Como os fungos podem influenciar na formação de chuvas e regular o clima
Proteínas capazes de congelar a água em temperaturas relativamente altas, em torno de -5 °C, ajudam fungos a influenciar na atmosfera. É o que indica um novo estudo
Um grupo internacional de pesquisadores, que uniu cientistas de universidades dos EUA e do Instituto de pesquisa Max Planck, na Alemanha, identificou que certos fungos podem influenciar na formação de chuvas. Como indicam em um novo estudo, publicado na revista Science Advances, fungos da família Mortierellaceae conseguem produzir proteínas que congelam a água, o que pode permitir que elas alcancem a atmosfera e provoquem chuva.
O segredo está em proteínas capazes de congelar a água em temperaturas relativamente altas, em torno de -5 °C. Esse fenômeno, conhecido como nucleação de gelo, já era observado em algumas bactérias, mas permanecia um mistério no caso dos fungos.
Um gene emprestado ao longo da evolução
Ao analisar o genoma de fungos da família Mortierellaceae, os pesquisadores encontraram um gene quase idêntico ao InaZ, conhecido por sua atuação em bactérias que induzem a formação de gelo. Experimentos mostraram que, ao transferir esse gene para células de levedura, elas passaram a adquirir a mesma capacidade de congelar a água.
A descoberta sugere que, em algum momento da história evolutiva, fungos ancestrais adquiriram esse gene por meio de um processo chamado transferência horizontal. Nesse processo, organismos trocam material genético sem reprodução direta.
Apesar do avanço, os cientistas ainda não sabem exatamente qual vantagem evolutiva essa capacidade oferece aos fungos. Uma hipótese envolve líquens, associações entre fungos e algas, que vivem em ambientes com pouca água. Segundo os pesquisadores, a capacidade de formar gelo poderia ajudar esses organismos a capturar umidade do ar.
“Nas manhãs em que há alta umidade e baixas temperaturas, as proteínas do fungo podem desencadear uma geada no líquen, que, então, derrete e fornece água mais tarde no mesmo dia”, explicou o microbiologista Boris Vinatzer, pesquisador da Universidade Virginia Tech, um dos autores do estudo, ao site Live Science.
Fungos no ciclo da chuva
Sabe-se que bactérias formadoras de gelo que infectam plantas, como a P. syringae, fazem parte do ciclo da água e desempenham um papel significativo na precipitação.
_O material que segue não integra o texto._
//! Connectivity precheck run before any remote call.

use serde::Deserialize;
use std::future::Future;
use std::sync::atomic::{AtomicBool, Ordering};
use std::sync::Arc;
use std::time::Duration;

use crate::config::ApiConfig;

/// Upper bound for a reachability probe, independent of the API timeout.
const PROBE_TIMEOUT: Duration = Duration::from_secs(3);

/// Reachability as reported by the platform.
#[derive(Debug, Clone, Copy, PartialEq, Eq, Default)]
pub struct NetworkStatus {
    /// A route to the internet exists.
    pub internet: bool,
    /// The connection was validated end to end.
    pub validated: bool,
}

impl NetworkStatus {
    pub const ONLINE: Self = Self {
        internet: true,
        validated: true,
    };
    pub const OFFLINE: Self = Self {
        internet: false,
        validated: false,
    };

    pub fn is_online(&self) -> bool {
        self.internet && self.validated
    }
}

pub trait Connectivity: Send + Sync {
    fn status(&self) -> impl Future<Output = NetworkStatus> + Send;
}

impl<T: Connectivity> Connectivity for Arc<T> {
    async fn status(&self) -> NetworkStatus {
        (**self).status().await
    }
}

/// Probes the API's `/health` endpoint.
///
/// Any HTTP answer means the host is reachable; the connection counts as
/// validated only when the endpoint reports `ok`.
#[derive(Debug, Clone)]
pub struct HealthProbe {
    health_url: Option<String>,
    http: reqwest::Client,
}

#[derive(Deserialize)]
struct HealthBody {
    status: String,
}

impl HealthProbe {
    pub fn new(base_url: Option<&str>, timeout: Duration) -> Self {
        let timeout = timeout.min(PROBE_TIMEOUT);
        let http = reqwest::Client::builder()
            .connect_timeout(timeout)
            .timeout(timeout)
            .build()
            .unwrap_or_default();
        Self {
            health_url: base_url.map(|url| format!("{}/health", url.trim_end_matches('/'))),
            http,
        }
    }

    pub fn from_config(config: &ApiConfig) -> Self {
        Self::new(config.base_url.as_deref(), config.timeout())
    }
}

impl Connectivity for HealthProbe {
    async fn status(&self) -> NetworkStatus {
        let Some(url) = &self.health_url else {
            return NetworkStatus::OFFLINE;
        };

        let response = match self.http.get(url).send().await {
            Ok(response) => response,
            Err(e) => {
                tracing::debug!(error = %e, "Health probe failed");
                return NetworkStatus::OFFLINE;
            }
        };

        let validated = response.status().is_success()
            && matches!(response.json::<HealthBody>().await, Ok(body) if body.status == "ok");

        NetworkStatus {
            internet: true,
            validated,
        }
    }
}

/// Connectivity that reports whatever it was last told.
#[derive(Debug)]
pub struct ManualConnectivity {
    online: AtomicBool,
}

impl ManualConnectivity {
    pub fn new(online: bool) -> Self {
        Self {
            online: AtomicBool::new(online),
        }
    }

    pub fn set_online(&self, online: bool) {
        self.online.store(online, Ordering::SeqCst);
    }
}

impl Connectivity for ManualConnectivity {
    async fn status(&self) -> NetworkStatus {
        if self.online.load(Ordering::SeqCst) {
            NetworkStatus::ONLINE
        } else {
            NetworkStatus::OFFLINE
        }
    }
}

#[cfg(test)]
mod tests {
    use super::*;

    #[test]
    fn test_online_requires_both_flags() {
        assert!(NetworkStatus::ONLINE.is_online());
        assert!(!NetworkStatus::OFFLINE.is_online());
        assert!(!NetworkStatus {
            internet: true,
            validated: false
        }
        .is_online());
    }

    #[tokio::test]
    async fn test_unconfigured_probe_is_offline() {
        let probe = HealthProbe::new(None, Duration::from_secs(1));
        assert_eq!(probe.status().await, NetworkStatus::OFFLINE);
    }

    #[tokio::test]
    async fn test_unreachable_host_is_offline() {
        let probe = HealthProbe::new(Some("http://127.0.0.1:9"), Duration::from_secs(1));
        assert!(!probe.status().await.is_online());
    }

    #[tokio::test]
    async fn test_manual_connectivity_toggles() {
        let connectivity = ManualConnectivity::new(false);
        assert!(!connectivity.status().await.is_online());
        connectivity.set_online(true);
        assert!(connectivity.status().await.is_online());
    }
}
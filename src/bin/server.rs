//! Herdbook reference API server
//!
//! Serves the remote API the `herd` CLI syncs against, keeping all records
//! in memory. Meant for local testing and demos.
//!
//! # Configuration
//!
//! Environment variables:
//! - `HERD_PORT`: Port to listen on (default: 8080)
//! - `HERD_API_TOKEN`: Bearer token required on `/api` routes (default: none)
//!
//! # Endpoints
//!
//! - `GET /health`: Health check endpoint (no auth required)
//! - `GET|POST /api/animals`, `PUT /api/animals/{id}`
//! - `GET|POST /api/vaccines`, `PUT /api/vaccines/{id}`
//! - `GET /api/dashboard/kpis`
//! - `GET|PUT /api/vaccine-types`

use std::net::SocketAddr;
use tower_http::trace::TraceLayer;
use tracing_subscriber::{layer::SubscriberExt, util::SubscriberInitExt};

use herdbook::server::{router, ServerState};

#[tokio::main]
async fn main() {
    tracing_subscriber::registry()
        .with(
            tracing_subscriber::EnvFilter::try_from_default_env()
                .unwrap_or_else(|_| "herdbook=info,tower_http=info".into()),
        )
        .with(tracing_subscriber::fmt::layer())
        .init();

    if let Err(e) = run().await {
        tracing::error!("{}", e);
        std::process::exit(1);
    }
}

async fn run() -> Result<(), Box<dyn std::error::Error>> {
    let port = std::env::var("HERD_PORT")
        .ok()
        .and_then(|p| p.parse().ok())
        .unwrap_or(8080);
    let token = std::env::var("HERD_API_TOKEN")
        .ok()
        .filter(|t| !t.is_empty());

    if token.is_none() {
        tracing::warn!("HERD_API_TOKEN not set - API routes are open");
    }

    let app = router(ServerState::new(token)).layer(TraceLayer::new_for_http());

    let addr = SocketAddr::from(([0, 0, 0, 0], port));
    tracing::info!("Starting server on {}", addr);

    let listener = tokio::net::TcpListener::bind(addr).await?;
    axum::serve(listener, app).await?;
    Ok(())
}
A Pseudomonas syringae, por exemplo, infecta culturas como o milho, e os cientistas acreditam que ela usa proteínas formadoras de gelo para danificar os tecidos vegetais, facilitando a liberação de nutrientes e a invasão do organismo. Elas são levadas para as nuvens pelo vento ou pela evaporação, onde sua capacidade de nucleação de gelo gera minúsculos cristais que eventualmente crescem o suficiente para cair como chuva ou neve.
Segundo Vinatzer, é provável que as proteínas nucleadoras de gelo secretadas por fungos passem por um processo semelhante. Carregadas pelo vento, essas proteínas podem alcançar a atmosfera, onde facilitam a formação de cristais de gelo que eventualmente crescem e caem como precipitação. “Isso sugere que os fungos podem ser, na verdade, mais importantes do que as bactérias na influência do clima”, afirmou.
Além de ampliar o entendimento sobre o ciclo da água, a descoberta pode ter aplicações práticas. Atualmente, técnicas de semeadura de nuvens utilizam iodeto de prata, uma substância potencialmente tóxica. As proteínas produzidas por fungos, por outro lado, poderiam oferecer uma alternativa mais sustentável, segundo os pesquisadores.
“Essas proteínas poderiam ser uma alternativa ao iodeto de prata tóxico. Se conseguirmos descobrir como produzi-las, por que não usá-las para esse fim?”, sugeriu o pesquisador.